José (Hugo Silva), junto a su hijo
Sergio (el jovencísimo Gabriel Delgado, que guarda un curioso parecido al niño
de El Resplandor) y Antonio (Mario
Casas) atracan una casa de empeño, tomando de rehén a un taxista (Jaime
Ordóñez) y a un pasajero, dispuestos a escaparse hacia la frontera en Francia.
La escena está filmada de una forma absurdamente vertiginosa, condimentándosela
con el hecho de que José y Antonio planearon el atraco disfrazados de estatuas
vivientes (de esas que pululan por la Plaza del Sol, en el centro de Madrid).
Es, definitivamente, el mejor momento de la película, ya la mera posibilidad de
ver a un Bob Esponja siendo acribillado a balazos paga el ticket de entrada.
Ya entre toda la explosiva dinámica de
la secuencia inicial se despliega el tema central de la película: la castración
masculina a cargo de las mujeres. Todos los personajes, víctimas y victimarios,
a pesar de los momentos de tensión, tienen un pequeño espacio para quejarse de
lo insufrible que se ha vuelto su vida por culpa de las mujeres. El mejor
chiste de todos, por lejos, es el de los rehenes temporales del atraco,
juzgando a José por su decisión de haber traído a su hijo allí, con este
replicando que nadie le va a quitar el poco tiempo que su custodia no
compartida le permite. Al mismo tiempo, el taxista está más preocupado por lo
mucho que se va a enojar su esposa si no va a cenar y Antonio dice que su
reciente pareja prácticamente le lee los pensamientos. En algún sentido, todo
este primer tramo podría ser un sketch
y no le faltaría ni le sobraría nada de lo que se verá en dosis más exageradas
e irregulares en lo que resta del film.
Sin embargo, casi como en un quiebre
similar al de Del crepúsculo al amanecer
(aunque, por supuesto, sin la sorpresa que generaba la película de Robert
Rodríguez), los cuatro -los cinco, si contamos al amordazado en el maletero del
auto- terminan perdiéndose en Zugarramurdi, pueblo conocido por su oscuro
pasado durante la inquisición española, en donde se llevó a la hoguera a una
importante cantidad de brujas (o, más bien, lo que los pobladores de aquella
zona creían que eran esas pobres mujeres). Rápidamente, la historia se pone
escatológica, con tres brujas, Graciana (Carmen Maura), su madre Maritxu
(Terele Pavez) y su hija Eva (Carolina Bang), que pretenden hacer un extraño
sacrificio para obtener el control del mundo. No es sorpresa que estas tres
familiares representan, en algún sentido, esa tría de fantasmagoría sobre la
femineidad desde la perspectiva masculina que se había mencionado más arriba.

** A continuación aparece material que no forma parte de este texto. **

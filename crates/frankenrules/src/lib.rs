#![forbid(unsafe_code)]

//! Derive a new DataFrame column from a textual `<label> <op> <label>` rule.
//!
//! ```
//! use frankenrules::{Column, DataFrame, Scalar, add_virtual_column};
//!
//! let frame = DataFrame::from_columns(vec![
//!     ("price".to_owned(), Column::from_values(vec![Scalar::Int64(10), Scalar::Int64(20)]).unwrap()),
//!     ("qty".to_owned(), Column::from_values(vec![Scalar::Int64(2), Scalar::Int64(3)]).unwrap()),
//! ])
//! .unwrap();
//!
//! let out = add_virtual_column(&frame, "price * qty", "total");
//! assert_eq!(
//!     out.column("total").unwrap().values(),
//!     &[Scalar::Int64(20), Scalar::Int64(60)]
//! );
//!
//! let rejected = add_virtual_column(&frame, "price / qty", "total");
//! assert_eq!(rejected.num_columns(), 0);
//! ```

pub use fp_columnar::{ArithmeticOp, Column, ColumnError, ValidityMask};
pub use fp_frame::{DataFrame, FrameError};
pub use fp_index::{Index, IndexLabel};
pub use fp_io::{IoError, read_csv_path, read_csv_str, write_csv_string};
pub use fp_rule::{
    BinaryRule, RejectReason, RuleError, RuleOp, RuleTokens, add_virtual_column,
    add_virtual_column_scalar, derive_virtual_column, derive_virtual_column_scalar,
    is_valid_label, parse_rule, resolve_operands, validate_labels,
};
pub use fp_types::{DType, NullKind, Scalar, TypeError};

De ahí en más vienen muchísimas más
escenas de acción y mundos paralelos, como si fuese una extraña mezcla entre Los locos Adams, El laberinto del Fauno y Acción
mutante, en donde los tres hombres tienen que abrirse paso a través de un
oscuro mundo de maldad, demencia, e histeria femenina.
El
canto de los castrati
Lo que evidentemente salta a la vista en
la película es la discusión sobre la misoginia. En una primera instancia, uno
podría decir que Alex de la Iglesia es plenamente consciente de este mensaje y
que en cierto punto no hace otra cosa que satirizarlo (eso para lo que los
ingleses tienen un muy buen término, llamado una “versión tongue in cheek”). También, podría decirse, a su defensa, que la
película no es tanto sobre la maldad femenina, como sobre la definitiva
emasculación de los hombres. Apoyando a esta teoría, podríamos ver que los
hombres son, en definitiva, todos unos pollerudos, que le temen a las mujeres y
cuya vida está siendo constantemente negociada con ellas, llevándose siempre la
peor parte. La película, sería así, una fantasía de liberación masculina,
escenificada en un conflicto abierto, físico, entre el hombre y la mujer (hacía
tiempo que no se veía en una película tantos golpes legítimos de hombres hacia
mujeres), una conquista cuasi bélica en un terreno donde el feminismo –o simple
y claro, lo femenino- fue agarrando cada vez más poder. Apoyando esta teoría
tendríamos los créditos de inicio del film, con la proyección de fotografías de
mujeres que en su nómina incluye a Mata Hari, La Reina Isabel, Frida Kahlo,
Margareth Thatcher y Angela Merkel. Casi podría decirse que, lejos de señalar a
mujeres terribles (como puede ser la Thactcher, o la asesina de los niños Moor
- esa sobre la que los
Smiths compusieron “Suffer little children”), lo que hay es un listado de
mujeres importantes, o poderosas, casi como si se señalara que todas, en el
fondo, son parte de una especie de confabulación histórica (como esa suerte de
concilio de brujas que en la película planean una suerte de Apocalipsis).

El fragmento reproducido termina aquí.